Map Representation

For maximum RAM efficiency, it is best to represent each partition with a bit (1 means a partition exists, 0 means a partition doesn't exist). The program needs two arrays of bits, one to represent horizontal partitions and one to represent vertical partitions.

The boundary can be implied. This means there are only 15 columns of vertical walls and 15 rows of horizontal walls. Each column or row has 16 partitions. The total number of bytes required is $\frac{2 \times 15 \times 16}{2}$, or 60 bytes.

Once again, you can linearize the walls. However, the linearization now relies on which direction you want to look from a cell. For example, the east wall of a cell at row $r$ and column $c$ has a linear index of $16c+r$ in the vertical partition array. The west wall of the same cell has a linear index of $16(c-1)+r$ in the vertical partition array. The north wall of the same cell has a linear index of $16r+c$ in the horizontal partition array. The south wall of the same cell has a linear index of $16(r-1)+c$ in the horizontal partition array.

For efficiency, you can directly compute the byte number as 2*c + r/8 for the east partition of a cell, and use r % 8 to compute the bit number in that byte. Recall that most compilers are smart enough to use shifts (instead of multiply and divide) and bitwise and (instead of modulus).

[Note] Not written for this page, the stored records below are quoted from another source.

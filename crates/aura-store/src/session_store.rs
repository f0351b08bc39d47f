//! Session half of the Session & Quota Store: `session:<id> -> {tenant,
//! refresh_token_hash, expires_at}`, with single-use refresh-token
//! rotation (spec §4.6).
//!
//! Rotation is implemented as an optimistic compare-and-swap over the
//! whole serialized record: the caller snapshots the current record,
//! builds the rotated replacement, and the backend only commits it if
//! nothing else has changed the key in between. A CAS miss — whether
//! from a genuine replay or a race with a second legitimate rotation —
//! is treated as a detected replay and the session is invalidated
//! (fail-closed), per the spec's step-3 invariant.

use aura_core::crypto::hash_refresh_token;
use aura_core::types::{Session, UserLevel};
use chrono::{Duration, Utc};
use ring::rand::{SecureRandom, SystemRandom};
use std::sync::Arc;
use uuid::Uuid;

use crate::backend::{RotateOutcome, StoreBackend};
use crate::error::StoreError;

#[derive(Debug, thiserror::Error)]
pub enum SessionError {
    #[error("unauthenticated: unknown or expired session")]
    Unauthenticated,
    #[error("refresh token reuse detected; session invalidated")]
    ReplayDetected,
    #[error(transparent)]
    Store(#[from] StoreError),
}

pub struct SessionStore {
    backend: Arc<dyn StoreBackend>,
    key_prefix: String,
    session_ttl_seconds: u64,
}

/// Issued to the client: `<session_id>.<opaque secret>`. The session id is
/// embedded so rotation can address the record directly; only `H(token)` is
/// ever persisted or compared.
#[derive(Debug, Clone)]
pub struct RefreshToken(pub String);

impl RefreshToken {
    fn session_id(&self) -> Option<Uuid> {
        self.0.split('.').next().and_then(|s| Uuid::parse_str(s).ok())
    }

    fn generate(session_id: Uuid) -> Self {
        let mut secret = [0u8; 32];
        SystemRandom::new()
            .fill(&mut secret)
            .expect("system entropy source unavailable");
        RefreshToken(format!("{session_id}.{}", hex_encode(&secret)))
    }
}

fn hex_encode(bytes: &[u8]) -> String {
    use std::fmt::Write;
    let mut s = String::with_capacity(bytes.len() * 2);
    for b in bytes {
        let _ = write!(s, "{:02x}", b);
    }
    s
}

impl SessionStore {
    pub fn new(backend: Arc<dyn StoreBackend>, key_prefix: &str, session_ttl_seconds: u64) -> Self {
        Self {
            backend,
            key_prefix: key_prefix.to_string(),
            session_ttl_seconds,
        }
    }

    fn key(&self, session_id: Uuid) -> String {
        format!("{}:session:{session_id}", self.key_prefix)
    }

    /// Creates a session and returns the raw refresh token to hand to the
    /// client (the token itself is never persisted, only its hash).
    pub async fn create_session(
        &self,
        tenant_id: Uuid,
        user_level: UserLevel,
    ) -> Result<(Session, RefreshToken), SessionError> {
        let session_id = Uuid::new_v4();
        let token = RefreshToken::generate(session_id);
        let now = Utc::now();
        let session = Session {
            id: session_id,
            tenant_id,
            refresh_token_hash: hash_refresh_token(&token.0),
            issued_at: now,
            expires_at: now + Duration::seconds(self.session_ttl_seconds as i64),
            user_level,
        };
        let raw = serde_json::to_string(&session)?;
        self.backend
            .set_ex(&self.key(session_id), raw, self.session_ttl_seconds)
            .await?;
        Ok((session, token))
    }

    pub async fn get_session(&self, session_id: Uuid) -> Result<Session, SessionError> {
        let raw = self
            .backend
            .get(&self.key(session_id))
            .await?
            .ok_or(SessionError::Unauthenticated)?;
        let session: Session = serde_json::from_str(&raw)?;
        if session.is_expired(Utc::now()) {
            return Err(SessionError::Unauthenticated);
        }
        Ok(session)
    }

    /// Single-use refresh-token rotation. On success returns the rotated
    /// `Session` and the new refresh token to hand back to the client.
    pub async fn rotate(&self, presented: &RefreshToken) -> Result<(Session, RefreshToken), SessionError> {
        let session_id = presented.session_id().ok_or(SessionError::Unauthenticated)?;
        let key = self.key(session_id);

        let raw = self
            .backend
            .get(&key)
            .await?
            .ok_or(SessionError::Unauthenticated)?;
        let mut session: Session = serde_json::from_str(&raw)?;

        if session.is_expired(Utc::now()) || session.refresh_token_hash != hash_refresh_token(&presented.0) {
            // Either a legitimate expiry or a replay of an already-consumed
            // token: fail closed by invalidating outright.
            self.backend.del(&key).await?;
            return Err(SessionError::ReplayDetected);
        }

        let new_token = RefreshToken::generate(session_id);
        let now = Utc::now();
        session.refresh_token_hash = hash_refresh_token(&new_token.0);
        session.issued_at = now;
        session.expires_at = now + Duration::seconds(self.session_ttl_seconds as i64);
        let new_raw = serde_json::to_string(&session)?;

        match self
            .backend
            .compare_and_rotate(&key, &raw, new_raw, self.session_ttl_seconds)
            .await?
        {
            RotateOutcome::Rotated => Ok((session, new_token)),
            RotateOutcome::Mismatch => {
                // Raced with a concurrent rotation/replay; invalidate.
                self.backend.del(&key).await.ok();
                Err(SessionError::ReplayDetected)
            }
        }
    }

    pub async fn logout(&self, session_id: Uuid) -> Result<(), StoreError> {
        self.backend.del(&self.key(session_id)).await
    }
}
//! Fingerprint-keyed store of terminal `Intervention` results (spec §4.1,
//! §4.6). A coalesced request that joins an in-flight job subscribes on the
//! [`subscription_bus`](crate::subscription_bus); a request that arrives
//! after the job has already completed reads the cached terminal result
//! here instead of re-running the pipeline.

use aura_core::types::Intervention;
use std::sync::Arc;

use crate::backend::StoreBackend;
use crate::error::StoreError;

pub struct ResultStore {
    backend: Arc<dyn StoreBackend>,
    key_prefix: String,
    result_ttl_seconds: u64,
}

impl ResultStore {
    pub fn new(backend: Arc<dyn StoreBackend>, key_prefix: &str, result_ttl_seconds: u64) -> Self {
        Self {
            backend,
            key_prefix: key_prefix.to_string(),
            result_ttl_seconds,
        }
    }

    fn key(&self, fingerprint: &str) -> String {
        format!("{}:result:{fingerprint}", self.key_prefix)
    }

    pub async fn put(&self, fingerprint: &str, intervention: &Intervention) -> Result<(), StoreError> {
        let raw = serde_json::to_string(intervention)?;
        self.backend
            .set_ex(&self.key(fingerprint), raw, self.result_ttl_seconds)
            .await
    }

    pub async fn get(&self, fingerprint: &str) -> Result<Option<Intervention>, StoreError> {
        match self.backend.get(&self.key(fingerprint)).await? {
            Some(raw) => Ok(Some(serde_json::from_str(&raw)?)),
            None => Ok(None),
        }
    }
}

#[cfg(test)]
mod tests {
    use super::*;
    use crate::backend::InMemoryBackend;
    use aura_core::types::InterventionKind;
    use chrono::Utc;

    fn sample() -> Intervention {
        Intervention {
            fingerprint: "fp1".to_string(),
            kind: InterventionKind::Lesson,
            severity: aura_core::types::Severity::Info,
            body: "keep going".to_string(),
            cited_chunk_ids: vec![],
            remediation_snippets: vec![],
            produced_at: Utc::now(),
            degraded: false,
            violation_candidates: vec![],
        }
    }

    #[tokio::test]
    async fn put_then_get_round_trips() {
        let store = ResultStore::new(Arc::new(InMemoryBackend::new()), "test", 3600);
        let intervention = sample();
        store.put("fp1", &intervention).await.unwrap();
        let fetched = store.get("fp1").await.unwrap().unwrap();
        assert_eq!(fetched.fingerprint, "fp1");
        assert_eq!(fetched.body, "keep going");
    }

    #[tokio::test]
    async fn missing_fingerprint_returns_none() {
        let store = ResultStore::new(Arc::new(InMemoryBackend::new()), "test", 3600);
        assert!(store.get("nope").await.unwrap().is_none());
    }
}
//! Enumerated configuration record for the Intervention Orchestrator.
//!
//! Replaces dynamic attribute access on config objects (a source pattern
//! flagged for re-architecture) with a fixed, `serde`-validated record.
//! Every option named in the specification's "recognized options" list is
//! represented by exactly one field below.

use serde::{Deserialize, Serialize};
use std::path::PathBuf;

#[derive(Debug, Clone, Serialize, Deserialize)]
pub struct Config {
    #[serde(default)]
    pub general: GeneralConfig,
    #[serde(default)]
    pub store: StoreConfig,
    #[serde(default)]
    pub gatekeeper: GatekeeperConfig,
    #[serde(default)]
    pub workflow: WorkflowConfig,
    #[serde(default)]
    pub struggle: StruggleConfig,
    #[serde(default)]
    pub audit: AuditConfig,
    #[serde(default)]
    pub retrieval: RetrievalConfig,
    #[serde(default)]
    pub synthesis: SynthesisConfig,
}

impl Default for Config {
    fn default() -> Self {
        Self {
            general: GeneralConfig::default(),
            store: StoreConfig::default(),
            gatekeeper: GatekeeperConfig::default(),
            workflow: WorkflowConfig::default(),
            struggle: StruggleConfig::default(),
            audit: AuditConfig::default(),
            retrieval: RetrievalConfig::default(),
            synthesis: SynthesisConfig::default(),
        }
    }
}

impl Config {
    /// Load config from `~/.aura/config.toml`, falling back to defaults
    /// when the file does not exist.
    pub fn load() -> Result<Self, ConfigError> {
        let path = Self::default_path();
        if path.exists() {
            Self::load_from(path)
        } else {
            Ok(Config::default())
        }
    }

    pub fn load_from(path: impl Into<PathBuf>) -> Result<Self, ConfigError> {
        let path = path.into();
        let text = std::fs::read_to_string(&path).map_err(|e| ConfigError::Io(e.to_string()))?;
        let cfg: Config = toml::from_str(&text).map_err(|e| ConfigError::Parse(e.to_string()))?;
        Ok(cfg)
    }

    pub fn to_toml(&self) -> Result<String, ConfigError> {
        toml::to_string_pretty(self).map_err(|e| ConfigError::Parse(e.to_string()))
    }

    fn default_path() -> PathBuf {
        dirs::home_dir()
            .unwrap_or_else(|| PathBuf::from("."))
            .join(".aura")
            .join("config.toml")
    }
}

#[derive(Debug, thiserror::Error)]
pub enum ConfigError {
    #[error("io: {0}")]
    Io(String),
    #[error("parse: {0}")]
    Parse(String),
}

// ---------------------------------------------------------------------------
// general
// ---------------------------------------------------------------------------

#[derive(Debug, Clone, Serialize, Deserialize)]
pub struct GeneralConfig {
    #[serde(default = "default_log_level")]
    pub log_level: String,
}

impl Default for GeneralConfig {
    fn default() -> Self {
        Self {
            log_level: default_log_level(),
        }
    }
}

fn default_log_level() -> String {
    "info".into()
}

// ---------------------------------------------------------------------------
// store (Session & Quota Store)
// ---------------------------------------------------------------------------

#[derive(Debug, Clone, Serialize, Deserialize)]
pub struct StoreConfig {
    #[serde(default = "default_redis_url")]
    pub redis_url: String,
    #[serde(default = "default_key_prefix")]
    pub key_prefix: String,
    /// TTL for `result:<fingerprint>` entries (also the retention for
    /// Intervention records). Spec §9 open question: no default was
    /// implied by the source; 7 days is adopted here — see DESIGN.md.
    #[serde(default = "default_result_ttl_seconds")]
    pub result_ttl_seconds: u64,
    #[serde(default = "default_session_ttl_seconds")]
    pub session_ttl_seconds: u64,
}

impl Default for StoreConfig {
    fn default() -> Self {
        Self {
            redis_url: default_redis_url(),
            key_prefix: default_key_prefix(),
            result_ttl_seconds: default_result_ttl_seconds(),
            session_ttl_seconds: default_session_ttl_seconds(),
        }
    }
}

fn default_redis_url() -> String {
    "redis://127.0.0.1:6379".into()
}
fn default_key_prefix() -> String {
    "aura".into()
}
fn default_result_ttl_seconds() -> u64 {
    7 * 24 * 3600
}
fn default_session_ttl_seconds() -> u64 {
    30 * 24 * 3600
}

// ---------------------------------------------------------------------------
// gatekeeper
// ---------------------------------------------------------------------------

#[derive(Debug, Clone, Serialize, Deserialize)]
pub struct GatekeeperConfig {
    #[serde(default = "default_coalescence_ttl_seconds")]
    pub coalescence_ttl_seconds: u64,
    #[serde(default = "default_bucket_capacity_default")]
    pub bucket_capacity_default: u32,
    #[serde(default = "default_bucket_refill_rate_default")]
    pub bucket_refill_rate_default: f64,
    #[serde(default = "default_max_inflight_per_tenant")]
    pub max_inflight_per_tenant: u32,
    #[serde(default = "default_max_inflight_global")]
    pub max_inflight_global: u32,
    /// Bounded backoff budget for transient backend failures before a
    /// `backend_unavailable` error is surfaced.
    #[serde(default = "default_backend_retry_budget_ms")]
    pub backend_retry_budget_ms: u64,
}

impl Default for GatekeeperConfig {
    fn default() -> Self {
        Self {
            coalescence_ttl_seconds: default_coalescence_ttl_seconds(),
            bucket_capacity_default: default_bucket_capacity_default(),
            bucket_refill_rate_default: default_bucket_refill_rate_default(),
            max_inflight_per_tenant: default_max_inflight_per_tenant(),
            max_inflight_global: default_max_inflight_global(),
            backend_retry_budget_ms: default_backend_retry_budget_ms(),
        }
    }
}

fn default_coalescence_ttl_seconds() -> u64 {
    120
}
fn default_bucket_capacity_default() -> u32 {
    60
}
fn default_bucket_refill_rate_default() -> f64 {
    1.0
}
fn default_max_inflight_per_tenant() -> u32 {
    16
}
fn default_max_inflight_global() -> u32 {
    512
}
fn default_backend_retry_budget_ms() -> u64 {
    2_000
}

// ---------------------------------------------------------------------------
// workflow
// ---------------------------------------------------------------------------

#[derive(Debug, Clone, Serialize, Deserialize)]
pub struct WorkflowConfig {
    #[serde(default = "default_worker_count")]
    pub worker_count: usize,
    #[serde(default = "default_node_max_attempts")]
    pub node_max_attempts: u32,
    #[serde(default = "default_retry_base_ms")]
    pub retry_base_ms: u64,
    #[serde(default = "default_cancellation_grace_seconds")]
    pub cancellation_grace_seconds: u64,
}

impl Default for WorkflowConfig {
    fn default() -> Self {
        Self {
            worker_count: default_worker_count(),
            node_max_attempts: default_node_max_attempts(),
            retry_base_ms: default_retry_base_ms(),
            cancellation_grace_seconds: default_cancellation_grace_seconds(),
        }
    }
}

fn default_worker_count() -> usize {
    8
}
fn default_node_max_attempts() -> u32 {
    3
}
fn default_retry_base_ms() -> u64 {
    100
}
fn default_cancellation_grace_seconds() -> u64 {
    5
}

// ---------------------------------------------------------------------------
// struggle
// ---------------------------------------------------------------------------

#[derive(Debug, Clone, Serialize, Deserialize)]
pub struct StruggleConfig {
    #[serde(default = "default_window_seconds")]
    pub window_seconds: u64,
    #[serde(default = "default_edit_freq_min")]
    pub edit_freq_min: u64,
    #[serde(default = "default_distinct_errors_min")]
    pub distinct_errors_min: u64,
    #[serde(default = "default_min_duration_seconds")]
    pub min_duration_seconds: u64,
    #[serde(default = "default_cooldown_seconds")]
    pub cooldown_seconds: u64,
    #[serde(default = "default_max_body_chars")]
    pub max_body_chars: usize,
}

impl Default for StruggleConfig {
    fn default() -> Self {
        Self {
            window_seconds: default_window_seconds(),
            edit_freq_min: default_edit_freq_min(),
            distinct_errors_min: default_distinct_errors_min(),
            min_duration_seconds: default_min_duration_seconds(),
            cooldown_seconds: default_cooldown_seconds(),
            max_body_chars: default_max_body_chars(),
        }
    }
}

fn default_window_seconds() -> u64 {
    60
}
fn default_edit_freq_min() -> u64 {
    10
}
fn default_distinct_errors_min() -> u64 {
    3
}
fn default_min_duration_seconds() -> u64 {
    10
}
fn default_cooldown_seconds() -> u64 {
    600
}
fn default_max_body_chars() -> usize {
    4_000
}

// ---------------------------------------------------------------------------
// audit
// ---------------------------------------------------------------------------

#[derive(Debug, Clone, Serialize, Deserialize)]
pub struct AuditConfig {
    #[serde(default = "default_verdict_confidence_threshold")]
    pub verdict_confidence_threshold: f64,
    #[serde(default = "default_max_diff_bytes")]
    pub max_diff_bytes: usize,
    #[serde(default = "default_similarity_threshold")]
    pub similarity_threshold: f64,
}

impl Default for AuditConfig {
    fn default() -> Self {
        Self {
            verdict_confidence_threshold: default_verdict_confidence_threshold(),
            max_diff_bytes: default_max_diff_bytes(),
            similarity_threshold: default_similarity_threshold(),
        }
    }
}

fn default_verdict_confidence_threshold() -> f64 {
    0.85
}
fn default_max_diff_bytes() -> usize {
    512 * 1024
}
fn default_similarity_threshold() -> f64 {
    0.6
}

// ---------------------------------------------------------------------------
// retrieval
// ---------------------------------------------------------------------------

#[derive(Debug, Clone, Serialize, Deserialize)]
pub struct RetrievalConfig {
    #[serde(default = "default_embedding_dimension")]
    pub embedding_dimension: usize,
    #[serde(default = "default_retrieval_top_k_default")]
    pub retrieval_top_k_default: usize,
    #[serde(default = "default_retrieval_top_k_max")]
    pub retrieval_top_k_max: usize,
    #[serde(default = "default_embedding_cache_capacity")]
    pub embedding_cache_capacity: usize,
    #[serde(default = "default_embedding_cache_ttl_seconds")]
    pub embedding_cache_ttl_seconds: u64,
    #[serde(default = "default_retrieval_timeout_ms")]
    pub retrieval_timeout_ms: u64,
}

impl Default for RetrievalConfig {
    fn default() -> Self {
        Self {
            embedding_dimension: default_embedding_dimension(),
            retrieval_top_k_default: default_retrieval_top_k_default(),
            retrieval_top_k_max: default_retrieval_top_k_max(),
            embedding_cache_capacity: default_embedding_cache_capacity(),
            embedding_cache_ttl_seconds: default_embedding_cache_ttl_seconds(),
            retrieval_timeout_ms: default_retrieval_timeout_ms(),
        }
    }
}

fn default_embedding_dimension() -> usize {
    1536
}
fn default_retrieval_top_k_default() -> usize {
    3
}
fn default_retrieval_top_k_max() -> usize {
    10
}
fn default_embedding_cache_capacity() -> usize {
    4_096
}
fn default_embedding_cache_ttl_seconds() -> u64 {
    3_600
}
fn default_retrieval_timeout_ms() -> u64 {
    1_500
}

// ---------------------------------------------------------------------------
// synthesis (the LLM call both pipelines' composer nodes make)
// ---------------------------------------------------------------------------

#[derive(Debug, Clone, Serialize, Deserialize)]
pub struct SynthesisConfig {
    #[serde(default = "default_synthesis_model")]
    pub model: String,
    #[serde(default = "default_synthesis_max_tokens")]
    pub max_tokens: u32,
    /// Pinned rather than left to provider default, so a resumed job's
    /// re-issued completion is reproducible modulo provider nondeterminism.
    #[serde(default = "default_synthesis_temperature")]
    pub temperature: f32,
    /// Upper bound on how much cited chunk text is folded into the prompt.
    #[serde(default = "default_synthesis_max_prompt_chars")]
    pub max_prompt_chars: usize,
}

impl Default for SynthesisConfig {
    fn default() -> Self {
        Self {
            model: default_synthesis_model(),
            max_tokens: default_synthesis_max_tokens(),
            temperature: default_synthesis_temperature(),
            max_prompt_chars: default_synthesis_max_prompt_chars(),
        }
    }
}

fn default_synthesis_model() -> String {
    "claude-sonnet-4-20250514".into()
}
fn default_synthesis_max_tokens() -> u32 {
    512
}
fn default_synthesis_temperature() -> f32 {
    0.0
}
fn default_synthesis_max_prompt_chars() -> usize {
    6_000
}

The boundary partitions are special cases because they are always there. For example, all cells on column 0 have west partitions. If you use the previous equation to computer the linearized bit number of the west wall of a column zero cell, it yields a negative number.

It is best to write some subroutines to abstract the handling of partitions. In particular, you can define two subroutines:

• int existWall(int row, int col, int dir) checks if a partition exists at the dir direction of a cell on row row and column col. dir enumerates the four directions (0 for north, 1 for east and etc.)
• void setWall(int row, int col, int dir, int setClear) sets or clears a wall. If setClear is non-zero, the subroutine sets a wall. If setClear is zero, the subroutine clears a wall.

Once you have these two functions, you can implement the logic to find reachable neighbors of a cell by checking which direction(s) does/do not have a parition blocking.